Biography

Image: Andrew Palmer

Jonathan Dove’s music has filled opera houses with delighted audiences of all ages on five continents. Few, if any, contemporary composers have so successfully or consistently explored the potential of opera to communicate, to create wonder and to enrich people’s lives.

Born in 1959 to architect parents, Dove’s early musical experience came from playing the piano, organ and viola. Later he studied composition with Robin Holloway at Cambridge and, after graduation, worked as a freelance accompanist, repetiteur, animateur and arranger. His early professional experience gave him a deep understanding of singers and the complex mechanics of the opera house. Opera and the voice have been the central priorities in Dove’s output throughout his subsequent career.

Starting with his breakthrough opera Flight, commissioned by Glyndebourne in 1998, Dove has gone on to write over twenty operatic works. Flight, a rare example of a successful modern comic opera, has been produced and broadcast many times, in Europe, the USA and Australia. More recently, The Adventures of Pinocchio, premiered by Opera North at Christmas 2007, achieves another rare feat in contemporary opera, being a successful full-length symphonically-conceived entertainment for a family audience. It too has been produced across the world.

Dove’s innate understanding of the individual voice is exemplified in his large and varied choral and song output. His carol The Three Kings was commissioned for the famous Nine Lessons and Carols service at King’s College, Cambridge. Dove’s confident optimism has made him the natural choice as the composer for big occasions. In 2010 A Song of Joys for chorus and orchestra opened the festivities at the Last Night of the Proms. Works such as his Missa Brevis, Wells Canticles and The Passing of the Year are in the repertories of choirs across the world.

A sure sense of dramatic narrative also informs Dove’s orchestral and instrumental music. Stargazer, a concerto for trombone and orchestra commissioned by the London Symphony Orchestra and premiered by them with Ian Bousfield and Michael Tilson Thomas, has been described by Dove as an opera for the solo instrument. In The Magic Flute Dances, a flute concerto, Dove imagines the life of Mozart’s eponymous instrument once the opera has ended.

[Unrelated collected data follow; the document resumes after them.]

//! Request options and how configuration layers merge into them

use bytes::Bytes;
use tokio_util::sync::CancellationToken;

use crate::method::HttpMethod;

/// Ordered header list with case-insensitive names.
///
/// Names keep the spelling they were inserted with. Inserting a name that is
/// already present (ignoring ASCII case) replaces the existing entry in place
/// and adopts the new spelling.
#[derive(Debug, Clone, Default, PartialEq, Eq)]
pub struct Headers {
    entries: Vec<(String, String)>,
}

impl Headers {
    pub fn new() -> Self {
        Self::default()
    }

    /// Insert or replace a header
    pub fn insert(&mut self, name: impl Into<String>, value: impl Into<String>) {
        let name = name.into();
        let value = value.into();
        match self.position(&name) {
            Some(idx) => self.entries[idx] = (name, value),
            None => self.entries.push((name, value)),
        }
    }

    /// Get a header value (case-insensitive)
    pub fn get(&self, name: &str) -> Option<&str> {
        self.position(name).map(|idx| self.entries[idx].1.as_str())
    }

    pub fn contains(&self, name: &str) -> bool {
        self.position(name).is_some()
    }

    pub fn remove(&mut self, name: &str) -> Option<String> {
        self.position(name).map(|idx| self.entries.remove(idx).1)
    }

    pub fn len(&self) -> usize {
        self.entries.len()
    }

    pub fn is_empty(&self) -> bool {
        self.entries.is_empty()
    }

    pub fn iter(&self) -> impl Iterator<Item = (&str, &str)> {
        self.entries.iter().map(|(k, v)| (k.as_str(), v.as_str()))
    }

    /// Overlay `overrides` on top of these headers, key by key
    pub fn merge(&mut self, overrides: &Headers) {
        for (name, value) in overrides.iter() {
            self.insert(name, value);
        }
    }

    fn position(&self, name: &str) -> Option<usize> {
        self.entries
            .iter()
            .position(|(k, _)| k.eq_ignore_ascii_case(name))
    }
}

impl<K, V> FromIterator<(K, V)> for Headers
where
    K: Into<String>,
    V: Into<String>,
{
    fn from_iter<I: IntoIterator<Item = (K, V)>>(iter: I) -> Self {
        let mut headers = Headers::new();
        for (name, value) in iter {
            headers.insert(name, value);
        }
        headers
    }
}

impl<K, V, const N: usize> From<[(K, V); N]> for Headers
where
    K: Into<String>,
    V: Into<String>,
{
    fn from(entries: [(K, V); N]) -> Self {
        entries.into_iter().collect()
    }
}

/// Whether the client's cookie jar travels with a request
#[derive(Debug, Clone, Copy, Default, PartialEq, Eq)]
pub enum Credentials {
    /// Never attach cookies
    Omit,
    /// Attach cookies only when the request targets the base URL's origin
    #[default]
    SameOrigin,
    /// Always attach cookies
    Include,
}

/// Explicit request body
#[derive(Debug, Clone, PartialEq, Eq)]
pub enum RequestBody {
    Text(String),
    Bytes(Bytes),
}

impl From<String> for RequestBody {
    fn from(text: String) -> Self {
        RequestBody::Text(text)
    }
}

impl From<&str> for RequestBody {
    fn from(text: &str) -> Self {
        RequestBody::Text(text.to_string())
    }
}

impl From<Vec<u8>> for RequestBody {
    fn from(bytes: Vec<u8>) -> Self {
        RequestBody::Bytes(Bytes::from(bytes))
    }
}

impl From<Bytes> for RequestBody {
    fn from(bytes: Bytes) -> Self {
        RequestBody::Bytes(bytes)
    }
}

impl From<RequestBody> for reqwest::Body {
    fn from(body: RequestBody) -> Self {
        match body {
            RequestBody::Text(text) => reqwest::Body::from(text),
            RequestBody::Bytes(bytes) => reqwest::Body::from(bytes),
        }
    }
}

/// Request options, used both as client-wide defaults and per call.
///
/// Every field is optional so that a per-call value can be told apart from
/// "fall back to the configured default".
#[derive(Debug, Clone, Default)]
pub struct RequestInit {
    /// Method; filled in by the dispatcher from the verb
    pub method: Option<HttpMethod>,
    pub headers: Headers,
    /// Explicit body; takes precedence over a JSON body value
    pub body: Option<RequestBody>,
    pub credentials: Option<Credentials>,
    /// Caller-supplied cancellation
    pub signal: Option<CancellationToken>,
}

impl RequestInit {
    pub fn new() -> Self {
        Self::default()
    }

    /// Set a header
    pub fn header(mut self, name: impl Into<String>, value: impl Into<String>) -> Self {
        self.headers.insert(name, value);
        self
    }

    /// Replace all headers
    pub fn headers(mut self, headers: Headers) -> Self {
        self.headers = headers;
        self
    }

    pub fn body(mut self, body: impl Into<RequestBody>) -> Self {
        self.body = Some(body.into());
        self
    }

    pub fn credentials(mut self, credentials: Credentials) -> Self {
        self.credentials = Some(credentials);
        self
    }

    pub fn signal(mut self, signal: CancellationToken) -> Self {
        self.signal = Some(signal);
        self
    }

    /// Layer `overrides` on top of these options.
    ///
    /// Scalar fields come from `overrides` when set there; headers merge key
    /// by key with `overrides` winning.
    pub fn merged_with(&self, overrides: &RequestInit) -> RequestInit {
        let mut headers = self.headers.clone();
        headers.merge(&overrides.headers);

        RequestInit {
            method: overrides.method.or(self.method),
            headers,
            body: overrides.body.clone().or_else(|| self.body.clone()),
            credentials: overrides.credentials.or(self.credentials),
            signal: overrides.signal.clone().or_else(|| self.signal.clone()),
        }
    }

    /// Effective credentials mode
    pub fn credentials_mode(&self) -> Credentials {
        self.credentials.unwrap_or_default()
    }
}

Throughout his career Dove has made a serious commitment to community development through innovative musical projects. Tobias and the Angel, a 75-minute opera written in 1999, brings together children, community choirs, and professional singers and musicians in a vivid and moving retelling of the Book of Tobit. His 2012 opera Life is a Dream, written for Birmingham Opera Company, was performed by professionals and community choruses in a disused Birmingham warehouse, and a church opera involving community singers The Walk from The Garden was premiered at Salisbury Cathedral as part of the 2012 Salisbury International Arts Festival.

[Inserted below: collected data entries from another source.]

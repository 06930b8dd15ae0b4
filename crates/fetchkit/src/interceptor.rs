//! Pre-dispatch hook

use crate::init::RequestInit;

/// Called with the resolved URL and the final request options right before
/// a request is handed to the transport.
///
/// Runs synchronously on the dispatching task. Changes made to `init` are
/// what gets sent, which makes this the place for auth header injection as
/// well as logging.
pub trait Interceptor: Send + Sync {
    fn intercept(&self, url: &str, init: &mut RequestInit);
}

impl<F> Interceptor for F
where
    F: Fn(&str, &mut RequestInit) + Send + Sync,
{
    fn intercept(&self, url: &str, init: &mut RequestInit) {
        self(url, init)
    }
}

2015 brought the World Premiere of The Monster in the Maze, a new community opera commissioned by the London Symphony Orchestra, Berliner Philharmoniker and Festival d’Aix-en-Provence, performed under the baton of Sir Simon Rattle in three separate productions.

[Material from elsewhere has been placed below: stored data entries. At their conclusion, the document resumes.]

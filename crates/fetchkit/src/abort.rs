//! Timeout and cancellation composition

use std::future::Future;
use std::time::Duration;

use tokio::time::Instant;
use tokio_util::sync::CancellationToken;

use crate::error::{HttpError, HttpResult};

/// Scope a request (and later its body read) runs under.
///
/// Combines an optional deadline with an optional caller-supplied
/// cancellation token. Whichever fires first ends the guarded future with
/// [`HttpError::Timeout`] or [`HttpError::Aborted`]. The deadline is fixed
/// when the guard is created, so a body read shares the budget left over
/// from the dispatch.
#[derive(Debug, Clone, Default)]
pub(crate) struct AbortGuard {
    signal: Option<CancellationToken>,
    timeout: Option<Duration>,
    deadline: Option<Instant>,
}

impl AbortGuard {
    pub(crate) fn new(signal: Option<CancellationToken>, timeout: Option<Duration>) -> Self {
        Self {
            signal,
            timeout,
            deadline: timeout.and_then(|t| Instant::now().checked_add(t)),
        }
    }

    /// Drive `fut` to completion unless cancelled or timed out first
    pub(crate) async fn run<F, T>(&self, fut: F) -> HttpResult<T>
    where
        F: Future<Output = HttpResult<T>>,
    {
        let cancelled = async {
            match &self.signal {
                Some(token) => token.cancelled().await,
                None => std::future::pending::<()>().await,
            }
        };
        let expired = async {
            match self.deadline {
                Some(deadline) => tokio::time::sleep_until(deadline).await,
                None => std::future::pending::<()>().await,
            }
        };

        tokio::select! {
            biased;
            _ = cancelled => Err(HttpError::Aborted),
            _ = expired => Err(HttpError::Timeout {
                timeout_ms: self.timeout_ms(),
            }),
            result = fut => result,
        }
    }

    fn timeout_ms(&self) -> u64 {
        self.timeout.map(millis).unwrap_or_default()
    }
}

/// Whole milliseconds in `duration`, saturating at `u64::MAX`
pub(crate) fn millis(duration: Duration) -> u64 {
    u64::try_from(duration.as_millis()).unwrap_or(u64::MAX)
}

One reason Jonathan Dove’s Flight was such a triumph at Glyndebourne is that he understands the marriage of theatre and music. He knows how to rouse passions and raise smiles. Tunes flow in abundance, and for him, creating a mood, capturing a feeling for an instant, are second nature.

Fiona Maddocks | The Observer

Not since Benjamin Britten has a British composer succeeded in writing operas which communicate with such clarity and coherence to their audience as those by Jonathan Dove.